In 1999, Catharin Dalpino of the Brookings Institution, a former assistant secretary deputy for human rights, called Radio Free Asia "a waste of money" and elaborated that she believed its goals had more to do with domestic political symbolism than with supporting democratic movements in Asia, stating that "Wherever we feel there is an ideological enemy, we're going to have a Radio Free Something." Dalpino said she had reviewed scripts of RFA's broadcasts and viewed the station's reporting as unbalanced due to focus on the testimony of dissidents in exile rather than the events occurring in the countries themselves. Lynne Weil, a director of communications and external affairs for the U.S. Agency for Global Media, has disputed descriptions of government-funded outlets as propaganda, referring to outlets such as BBC as examples of non-propagandist journalism funded by a government entity.  In 2001, Richter stated that congressional interference in the organization was minimal, saying that he "wanted to make sure we weren't just getting set up to be a kill-the-Commie organization."

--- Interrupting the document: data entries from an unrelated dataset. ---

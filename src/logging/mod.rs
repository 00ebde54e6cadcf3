//! # Logging Module
//!
//! This module provides logging utilities for goheader, including:
//! - Verbose logging that can be enabled/disabled
//! - Standard info logging with color support
//! - Setup of the `tracing` subscriber used for diagnostics
//!
//! Verbose logs go to stderr and info logs go to stdout, so the list of files
//! printed in quiet mode stays pipeable.
//!
//! ## Example
//!
//! ```rust
//! use goheader::logging::{ColorMode, set_verbose};
//! use goheader::{info_log, verbose_log};
//!
//! set_verbose();
//! ColorMode::Auto.apply();
//!
//! verbose_log!("Processing file: {}", "main.go");
//! info_log!("Header added to: {}", "main.go");
//! ```

mod modes;

pub use modes::{ColorMode, default_level, init_tracing, is_quiet, is_verbose, set_quiet, set_verbose};
use owo_colors::{OwoColorize, Stream};

/// Logs a message to stderr if verbose mode is enabled.
#[macro_export]
macro_rules! verbose_log {
    ($($arg:tt)*) => {
        if $crate::logging::is_verbose() {
            eprintln!($($arg)*);
        }
    };
}

/// Logs a message to stdout unless quiet mode is enabled.
#[macro_export]
macro_rules! info_log {
    ($($arg:tt)*) => {
        if !$crate::logging::is_quiet() {
            $crate::logging::print_info_log(&format!($($arg)*));
        }
    };
}

/// Prints an info message, colored when the terminal supports it.
///
/// Used by [`info_log!`]; not meant to be called directly.
pub fn print_info_log(message: &str) {
  println!("{}", message.if_supports_color(Stream::Stdout, |m| m.yellow()));
}
//! # Report Module
//!
//! Per-file results collected while a run processes files, and the summary
//! derived from them.

use std::path::{Path, PathBuf};
use std::time::Duration;

use crate::header::{ApplyOutcome, HeaderStatus};

/// Information about a processed file.
#[derive(Debug, Clone, PartialEq, Eq)]
pub struct FileReport {
  pub path: PathBuf,
  pub action: FileAction,
}

/// What happened to a file.
#[derive(Debug, Clone, PartialEq, Eq)]
pub enum FileAction {
  /// The header was already present
  Present,
  /// Generated file, left untouched
  Generated,
  /// Header missing (check mode)
  Missing,
  /// Header inserted (modify mode)
  Inserted,
  /// Processing failed; the message is the error chain
  Failed(String),
}

impl From<HeaderStatus> for FileAction {
  fn from(status: HeaderStatus) -> Self {
    match status {
      HeaderStatus::Present => FileAction::Present,
      HeaderStatus::Generated => FileAction::Generated,
      HeaderStatus::Missing => FileAction::Missing,
    }
  }
}

impl From<ApplyOutcome> for FileAction {
  fn from(outcome: ApplyOutcome) -> Self {
    match outcome {
      ApplyOutcome::AlreadyPresent => FileAction::Present,
      ApplyOutcome::Generated => FileAction::Generated,
      ApplyOutcome::Inserted => FileAction::Inserted,
    }
  }
}

/// Counts over all processed files.
#[derive(Debug, Clone, Default, PartialEq, Eq)]
pub struct ProcessingSummary {
  pub total_files: usize,
  pub present: usize,
  pub generated: usize,
  pub missing: usize,
  pub inserted: usize,
  pub failed: usize,
  pub processing_time: Duration,
}

impl ProcessingSummary {
  pub fn from_reports(reports: &[FileReport], processing_time: Duration) -> Self {
    let mut summary = Self {
      total_files: reports.len(),
      processing_time,
      ..Self::default()
    };

    for report in reports {
      match report.action {
        FileAction::Present => summary.present += 1,
        FileAction::Generated => summary.generated += 1,
        FileAction::Missing => summary.missing += 1,
        FileAction::Inserted => summary.inserted += 1,
        FileAction::Failed(_) => summary.failed += 1,
      }
    }

    summary
  }

  /// `true` if the run should exit non-zero.
  pub const fn has_issues(&self) -> bool {
    self.missing > 0 || self.failed > 0
  }
}

/// Reports grouped by action for printing.
#[derive(Debug, Default)]
pub struct CategorizedReports<'a> {
  pub missing: Vec<&'a FileReport>,
  pub inserted: Vec<&'a FileReport>,
  pub generated: Vec<&'a FileReport>,
  pub failed: Vec<&'a FileReport>,
}

impl<'a> CategorizedReports<'a> {
  pub fn from_reports(reports: &'a [FileReport]) -> Self {
    let mut categorized = Self::default();
    for report in reports {
      match report.action {
        FileAction::Missing => categorized.missing.push(report),
        FileAction::Inserted => categorized.inserted.push(report),
        FileAction::Generated => categorized.generated.push(report),
        FileAction::Failed(_) => categorized.failed.push(report),
        FileAction::Present => {}
      }
    }
    categorized
  }
}

/// Shows `path` relative to `root` when it lies below it.
pub fn make_relative_path(path: &Path, root: Option<&Path>) -> String {
  root
    .and_then(|base| path.strip_prefix(base).ok())
    .filter(|relative| !relative.as_os_str().is_empty())
    .unwrap_or(path)
    .display()
    .to_string()
}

Monroe Price, director of the Center for Global Communication Studies, described RFA as "a modern iteration of Cold War use of the airwaves, emphasizing a turn from the traditional Cold War targets to new ones" and argued that the goals of RFA prove that the "instruments of international broadcasting are a reflection of the priorities and internal politics of the sending nation."

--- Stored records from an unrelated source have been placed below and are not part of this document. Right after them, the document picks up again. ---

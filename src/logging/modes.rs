use std::sync::atomic::{AtomicU8, Ordering};

use clap::ValueEnum;
use tracing_subscriber::EnvFilter;

/// Global output mode shared by the logging macros.
///
/// Starts as [`OutputMode::Normal`] until [`set_verbose`] or [`set_quiet`] is
/// called.
static OUTPUT_MODE: AtomicU8 = AtomicU8::new(0);

#[derive(Debug, Clone, Copy, PartialEq, Eq)]
enum OutputMode {
  Normal = 0,
  Quiet = 1,
  Verbose = 2,
}

impl OutputMode {
  const fn from_u8(value: u8) -> Self {
    match value {
      1 => OutputMode::Quiet,
      2 => OutputMode::Verbose,
      _ => OutputMode::Normal,
    }
  }
}

/// Enum representing the color mode options.
#[derive(Debug, Clone, Copy, PartialEq, Eq, ValueEnum)]
pub enum ColorMode {
  /// Automatically determine whether to use colors based on TTY detection
  Auto,
  /// Never use colors
  Never,
  /// Always use colors
  Always,
}

impl ColorMode {
  /// Applies the mode to `owo-colors`' global override.
  pub fn apply(self) {
    match self {
      ColorMode::Auto => owo_colors::unset_override(),
      ColorMode::Never => owo_colors::set_override(false),
      ColorMode::Always => owo_colors::set_override(true),
    }
  }
}

/// Enables verbose output for [`verbose_log!`](crate::verbose_log).
pub fn set_verbose() {
  OUTPUT_MODE.store(OutputMode::Verbose as u8, Ordering::SeqCst);
}

/// Suppresses [`info_log!`](crate::info_log) output.
pub fn set_quiet() {
  OUTPUT_MODE.store(OutputMode::Quiet as u8, Ordering::SeqCst);
}

pub fn is_verbose() -> bool {
  OutputMode::from_u8(OUTPUT_MODE.load(Ordering::SeqCst)) == OutputMode::Verbose
}

pub fn is_quiet() -> bool {
  OutputMode::from_u8(OUTPUT_MODE.load(Ordering::SeqCst)) == OutputMode::Quiet
}

/// Maps the `-v` count and `--quiet` flag to a tracing filter directive.
pub const fn default_level(quiet: bool, verbose: u8) -> &'static str {
  if quiet {
    return "error";
  }
  match verbose {
    0 => "warn",
    1 => "info",
    2 => "debug",
    _ => "trace",
  }
}

/// Installs the global tracing subscriber, writing to stderr.
///
/// `RUST_LOG` takes precedence over the level derived from the CLI flags.
/// Calling this more than once is harmless; later calls are ignored.
pub fn init_tracing(quiet: bool, verbose: u8) {
  let level = default_level(quiet, verbose);
  let filter = EnvFilter::try_from_default_env()
    .or_else(|_| EnvFilter::try_new(level))
    .unwrap_or_else(|_| EnvFilter::new(level));

  let _ = tracing_subscriber::fmt()
    .with_env_filter(filter)
    .with_writer(std::io::stderr)
    .with_target(false)
    .try_init();
}

#[cfg(test)]
mod tests {
  use super::*;

  #[test]
  fn test_default_level() {
    assert_eq!(default_level(false, 0), "warn");
    assert_eq!(default_level(false, 1), "info");
    assert_eq!(default_level(false, 2), "debug");
    assert_eq!(default_level(false, 5), "trace");
    assert_eq!(default_level(true, 3), "error");
  }

  #[test]
  fn test_output_mode_from_u8_defaults_to_normal() {
    assert_eq!(OutputMode::from_u8(0), OutputMode::Normal);
    assert_eq!(OutputMode::from_u8(42), OutputMode::Normal);
  }
}
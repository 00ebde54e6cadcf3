//! # Configuration Module
//!
//! This module provides configuration support for goheader: where the header
//! template lives and which directories to skip while collecting files.
//!
//! Configuration can be specified in a `.goheader.toml` file or via the
//! `GOHEADER_CONFIG` environment variable. Command-line flags override it.

use std::path::{Path, PathBuf};

use anyhow::{Context, Result};
use serde::Deserialize;

use crate::file_collector::DEFAULT_EXCLUDE_DIRS;
use crate::templates::TemplateManager;
use crate::verbose_log;

/// The default config file name.
pub const DEFAULT_CONFIG_FILENAME: &str = ".goheader.toml";

/// Environment variable for specifying config file path.
pub const CONFIG_ENV_VAR: &str = "GOHEADER_CONFIG";

/// Main configuration struct for goheader.
///
/// Relative paths are resolved against the directory containing the config
/// file.
#[derive(Debug, Default, Deserialize, PartialEq, Eq)]
#[serde(rename_all = "kebab-case", deny_unknown_fields)]
pub struct Config {
  /// Directory containing the `go.txt` template.
  #[serde(default)]
  pub template_dir: Option<PathBuf>,

  /// Explicit template file; takes precedence over `template-dir`.
  #[serde(default)]
  pub template_file: Option<PathBuf>,

  /// Directory names to skip during traversal.
  #[serde(default)]
  pub exclude_dirs: Option<Vec<String>>,
}

/// Error type for configuration operations.
#[derive(Debug, thiserror::Error)]
pub enum ConfigError {
  /// The config file could not be read.
  #[error("Failed to read config file '{path}': {source}")]
  ReadError { path: PathBuf, source: std::io::Error },

  /// The config file contains invalid TOML.
  #[error("Failed to parse config file '{path}': {source}")]
  ParseError { path: PathBuf, source: toml::de::Error },

  /// A value in the config file is invalid.
  #[error("Invalid value for '{key}': {message}")]
  InvalidValue { key: String, message: String },
}

impl Config {
  /// Load configuration from a file.
  pub fn load(path: &Path) -> Result<Self, ConfigError> {
    verbose_log!("Loading config from: {}", path.display());

    let content = std::fs::read_to_string(path).map_err(|e| ConfigError::ReadError {
      path: path.to_path_buf(),
      source: e,
    })?;

    let config: Config = toml::from_str(&content).map_err(|e| ConfigError::ParseError {
      path: path.to_path_buf(),
      source: e,
    })?;

    config.validate()?;

    let base = path.parent().unwrap_or_else(|| Path::new(""));
    Ok(config.resolve_relative_to(base))
  }

  /// Checks that:
  /// - Excluded directory names are plain names, not paths
  /// - Template paths are not empty
  fn validate(&self) -> Result<(), ConfigError> {
    if let Some(ref dirs) = self.exclude_dirs {
      for dir in dirs {
        if dir.is_empty() || dir.contains('/') || dir.contains('\\') {
          return Err(ConfigError::InvalidValue {
            key: "exclude-dirs".to_string(),
            message: format!("'{}' must be a single directory name", dir),
          });
        }
      }
    }

    for (key, value) in [("template-dir", &self.template_dir), ("template-file", &self.template_file)] {
      if value.as_ref().is_some_and(|p| p.as_os_str().is_empty()) {
        return Err(ConfigError::InvalidValue {
          key: key.to_string(),
          message: "path cannot be empty".to_string(),
        });
      }
    }

    Ok(())
  }

  fn resolve_relative_to(self, base: &Path) -> Self {
    Self {
      template_dir: self.template_dir.map(|p| base.join(p)),
      template_file: self.template_file.map(|p| base.join(p)),
      exclude_dirs: self.exclude_dirs,
    }
  }

  /// The directory names to skip, falling back to the defaults.
  pub fn exclude_dirs(&self) -> Vec<String> {
    self
      .exclude_dirs
      .clone()
      .unwrap_or_else(|| DEFAULT_EXCLUDE_DIRS.iter().map(|s| s.to_string()).collect())
  }
}

/// Discover the configuration file path.
///
/// The configuration file is discovered in the following order:
/// 1. Path specified via `--config` flag (passed as `explicit_path`)
/// 2. Path specified via `GOHEADER_CONFIG` environment variable
/// 3. `.goheader.toml` in `root`
pub fn discover_config_path(explicit_path: Option<&Path>, root: &Path) -> Option<PathBuf> {
  if let Some(path) = explicit_path {
    if path.exists() {
      verbose_log!("Using explicit config path: {}", path.display());
      return Some(path.to_path_buf());
    }
    verbose_log!("Explicit config path does not exist: {}", path.display());
    return None;
  }

  if let Ok(env_path) = std::env::var(CONFIG_ENV_VAR) {
    let path = PathBuf::from(&env_path);
    if path.exists() {
      verbose_log!("Using config from {}: {}", CONFIG_ENV_VAR, path.display());
      return Some(path);
    }
    verbose_log!("{} path does not exist: {}", CONFIG_ENV_VAR, env_path);
  }

  let default_config = root.join(DEFAULT_CONFIG_FILENAME);
  if default_config.exists() {
    verbose_log!("Using config: {}", default_config.display());
    return Some(default_config);
  }

  verbose_log!("No config file found");
  None
}

/// Load configuration from the discovered path.
///
/// Returns `None` if discovery is disabled or no file is found.
pub fn load_config(explicit_path: Option<&Path>, root: &Path, no_config: bool) -> Result<Option<Config>> {
  if no_config {
    verbose_log!("Config file discovery disabled (--no-config)");
    return Ok(None);
  }

  match discover_config_path(explicit_path, root) {
    Some(path) => {
      let config = Config::load(&path).with_context(|| format!("Failed to load config from {}", path.display()))?;
      Ok(Some(config))
    }
    None => Ok(None),
  }
}

/// Loads the header template, picking its location in this order:
/// `template_file`, `template_dir`, then the config's `template-file` and
/// `template-dir`.
///
/// The config's template keys are only consulted when neither CLI location
/// is given.
pub fn resolve_template(
  template_file: Option<&Path>,
  template_dir: Option<&Path>,
  config: Option<&Config>,
) -> Result<TemplateManager> {
  let (file, dir) = if template_file.is_some() || template_dir.is_some() {
    (template_file, template_dir)
  } else {
    (
      config.and_then(|c| c.template_file.as_deref()),
      config.and_then(|c| c.template_dir.as_deref()),
    )
  };

  let manager = match (file, dir) {
    (Some(file), _) => TemplateManager::load_template(file)?,
    (None, Some(dir)) => TemplateManager::from_dir(dir)?,
    (None, None) => anyhow::bail!("Missing required argument: --template-dir <DIR> or --template-file <FILE>"),
  };
  Ok(manager)
}

#[cfg(test)]
mod tests {
  use tempfile::TempDir;

  use super::*;

  #[test]
  fn test_parse_valid_config() {
    let config_content = concat!(
      "template-dir = \"license\"\n",
      "exclude-dirs = [\"vendor\", \"third_party\"]\n",
    );

    let config: Config = toml::from_str(config_content).expect("valid config should parse");

    assert_eq!(config.template_dir, Some(PathBuf::from("license")));
    assert_eq!(config.template_file, None);
    assert_eq!(config.exclude_dirs(), vec!["vendor".to_string(), "third_party".to_string()]);
  }

  #[test]
  fn test_parse_empty_config() {
    let config: Config = toml::from_str("").expect("empty config should parse");
    assert_eq!(config, Config::default());
    assert_eq!(config.exclude_dirs(), vec!["vendor".to_string(), "testdata".to_string()]);
  }

  #[test]
  fn test_unknown_key_is_rejected() {
    let result: Result<Config, _> = toml::from_str("template = \"x\"\n");
    assert!(result.is_err());
  }

  #[test]
  fn test_validate_exclude_dir_with_separator() {
    let config = Config {
      exclude_dirs: Some(vec!["third_party/go".to_string()]),
      ..Config::default()
    };

    let err = config.validate().expect_err("should fail");
    assert!(matches!(err, ConfigError::InvalidValue { .. }));
  }

  #[test]
  fn test_validate_empty_template_path() {
    let config = Config {
      template_file: Some(PathBuf::new()),
      ..Config::default()
    };

    let err = config.validate().expect_err("should fail");
    assert!(matches!(err, ConfigError::InvalidValue { ref key, .. } if key == "template-file"));
  }

  #[test]
  fn test_load_resolves_relative_paths() {
    let temp_dir = TempDir::new().expect("create temp dir");
    let config_path = temp_dir.path().join(DEFAULT_CONFIG_FILENAME);
    std::fs::write(&config_path, "template-file = \"hack/header.txt\"\n").expect("write config");

    let config = Config::load(&config_path).expect("load should succeed");
    assert_eq!(config.template_file, Some(temp_dir.path().join("hack/header.txt")));
  }

  #[test]
  fn test_load_config_file_not_found() {
    let result = Config::load(Path::new("/nonexistent/path/.goheader.toml"));
    assert!(matches!(
      result.expect_err("should fail"),
      ConfigError::ReadError { .. }
    ));
  }

  #[test]
  fn test_load_config_invalid_toml() {
    let temp_dir = TempDir::new().expect("create temp dir");
    let config_path = temp_dir.path().join(DEFAULT_CONFIG_FILENAME);
    std::fs::write(&config_path, "template-dir = [").expect("write config");

    assert!(matches!(
      Config::load(&config_path).expect_err("should fail"),
      ConfigError::ParseError { .. }
    ));
  }

  #[test]
  fn test_discover_config_explicit_path() {
    let temp_dir = TempDir::new().expect("create temp dir");
    let config_path = temp_dir.path().join("custom-config.toml");
    std::fs::write(&config_path, "").expect("write config");

    let result = discover_config_path(Some(&config_path), temp_dir.path());
    assert_eq!(result, Some(config_path));
  }

  #[test]
  fn test_discover_config_explicit_path_missing() {
    let temp_dir = TempDir::new().expect("create temp dir");
    std::fs::write(temp_dir.path().join(DEFAULT_CONFIG_FILENAME), "").expect("write config");

    let missing = temp_dir.path().join("missing.toml");
    assert_eq!(discover_config_path(Some(&missing), temp_dir.path()), None);
  }

  #[test]
  fn test_discover_config_in_root() {
    let temp_dir = TempDir::new().expect("create temp dir");
    let config_path = temp_dir.path().join(DEFAULT_CONFIG_FILENAME);
    std::fs::write(&config_path, "").expect("write config");

    let result = discover_config_path(None, temp_dir.path());
    assert_eq!(result, Some(config_path));
  }

  #[test]
  fn test_load_config_disabled() {
    let temp_dir = TempDir::new().expect("create temp dir");
    std::fs::write(temp_dir.path().join(DEFAULT_CONFIG_FILENAME), "").expect("write config");

    let config = load_config(None, temp_dir.path(), true).expect("load should succeed");
    assert!(config.is_none());
  }

  fn template_fixture() -> TempDir {
    let temp_dir = TempDir::new().expect("create temp dir");
    std::fs::write(temp_dir.path().join("go.txt"), "// from dir\n").expect("write go.txt");
    std::fs::write(temp_dir.path().join("header.txt"), "// from file\n").expect("write header.txt");
    temp_dir
  }

  #[test]
  fn test_resolve_template_file_beats_dir() {
    let temp_dir = template_fixture();
    let file = temp_dir.path().join("header.txt");

    let manager = resolve_template(Some(&file), Some(temp_dir.path()), None).expect("template should load");
    assert_eq!(&*manager.bytes(), b"// from file\n");
  }

  #[test]
  fn test_resolve_template_cli_dir_beats_config_file() {
    let temp_dir = template_fixture();
    let config = Config {
      template_file: Some(temp_dir.path().join("header.txt")),
      ..Config::default()
    };

    let manager = resolve_template(None, Some(temp_dir.path()), Some(&config)).expect("template should load");
    assert_eq!(&*manager.bytes(), b"// from dir\n");
  }

  #[test]
  fn test_resolve_template_config_file_beats_config_dir() {
    let temp_dir = template_fixture();
    let config = Config {
      template_dir: Some(temp_dir.path().to_path_buf()),
      template_file: Some(temp_dir.path().join("header.txt")),
      ..Config::default()
    };

    let manager = resolve_template(None, None, Some(&config)).expect("template should load");
    assert_eq!(&*manager.bytes(), b"// from file\n");
  }

  #[test]
  fn test_resolve_template_from_config_dir() {
    let temp_dir = template_fixture();
    let config = Config {
      template_dir: Some(temp_dir.path().to_path_buf()),
      ..Config::default()
    };

    let manager = resolve_template(None, None, Some(&config)).expect("template should load");
    assert_eq!(&*manager.bytes(), b"// from dir\n");
  }

  #[test]
  fn test_resolve_template_without_location() {
    let err = resolve_template(None, None, Some(&Config::default())).expect_err("should fail");
    assert!(err.to_string().contains("--template-dir"));
  }

  #[test]
  fn test_resolve_template_missing_file() {
    let temp_dir = TempDir::new().expect("create temp dir");
    let missing = temp_dir.path().join("absent.txt");
    assert!(resolve_template(Some(&missing), None, None).is_err());
  }
}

Vietnamese newspapers such as the state-run Nhân Dân have criticized the goals of RFA and broadcasts into the country, with a writer for Nhân Dân accusing the network of attempting to "interfere in other countries' internal affairs."

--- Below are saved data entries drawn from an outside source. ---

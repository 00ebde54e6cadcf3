//! # Error Module
//!
//! Error types surfaced by the header classifier and reconciler.

use std::io;
use std::path::PathBuf;

/// Errors produced while checking or applying a header to a single file.
///
/// Every variant carries the path it concerns so that callers processing many
/// files can report failures without additional bookkeeping.
#[derive(Debug, thiserror::Error)]
pub enum HeaderError {
  /// The target file could not be opened or read.
  #[error("Failed to read '{path}': {source}")]
  ReadFailure { path: PathBuf, source: io::Error },

  /// The header template is missing or unreadable.
  #[error("Failed to load header template '{path}': {source}")]
  TemplateLoadFailure { path: PathBuf, source: io::Error },

  /// The temporary replacement file could not be created or written.
  #[error("Failed to write temporary file '{path}': {source}")]
  WriteFailure { path: PathBuf, source: io::Error },

  /// The temporary file could not be moved over the original.
  #[error("Failed to replace '{to}' with '{from}': {source}")]
  ReplaceFailure {
    from: PathBuf,
    to: PathBuf,
    source: io::Error,
  },

  /// A generated file reached the rewrite step. Detection always reports
  /// generated files as compliant, so this indicates an internal bug.
  #[error("Internal error: generated file '{path}' reached the rewrite step")]
  GeneratedDuringRewrite { path: PathBuf },
}

impl HeaderError {
  pub(crate) fn read(path: impl Into<PathBuf>, source: io::Error) -> Self {
    Self::ReadFailure {
      path: path.into(),
      source,
    }
  }

  pub(crate) fn write(path: impl Into<PathBuf>, source: io::Error) -> Self {
    Self::WriteFailure {
      path: path.into(),
      source,
    }
  }
}

/// Result alias for header operations.
pub type Result<T, E = HeaderError> = std::result::Result<T, E>;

Chinese citizens calling in to RFA have expressed a wide range of opinions on the network, both positive and negative, many calling from pay phones to hide their identities.

Awards
Radio Free Asia has received several awards for its journalism, including:
 2008: Consumer Rights award. Hong Kong Consumer Council, Hong Kong Journalists Association.
 2010 and 2020: The International Women's Media Foundation's Courage in Journalism Award.
 Edward R. Murrow National Award, 2019. Radio-Television News Directors Association.
 Sigma Delta Chi award, 2014. The Society of Professional Journalists.
 Annual Human Rights Press Award, 2012, 2008, 2007, 2006, 2005, and 2000. Amnesty International, Hong Kong Journalists Association, Foreign Correspondents' Club, Hong Kong.
 Edward R. Murrow Regional Award, 2013, 2005, 2003, 2002, and 2001. Radio-Television News Directors Association.
 Gracie Allen Award, 2013, 2010, and 2008. American Women in Radio and Television.
 The U.S. Broadcasting Board of Governors' David Burke Distinguished Journalism Award, 2010.
 Society of Environmental Journalists's First Prize for Outstanding Online Reporting on the Environment for RFA's 2010 multimedia series "The Last Untamed River."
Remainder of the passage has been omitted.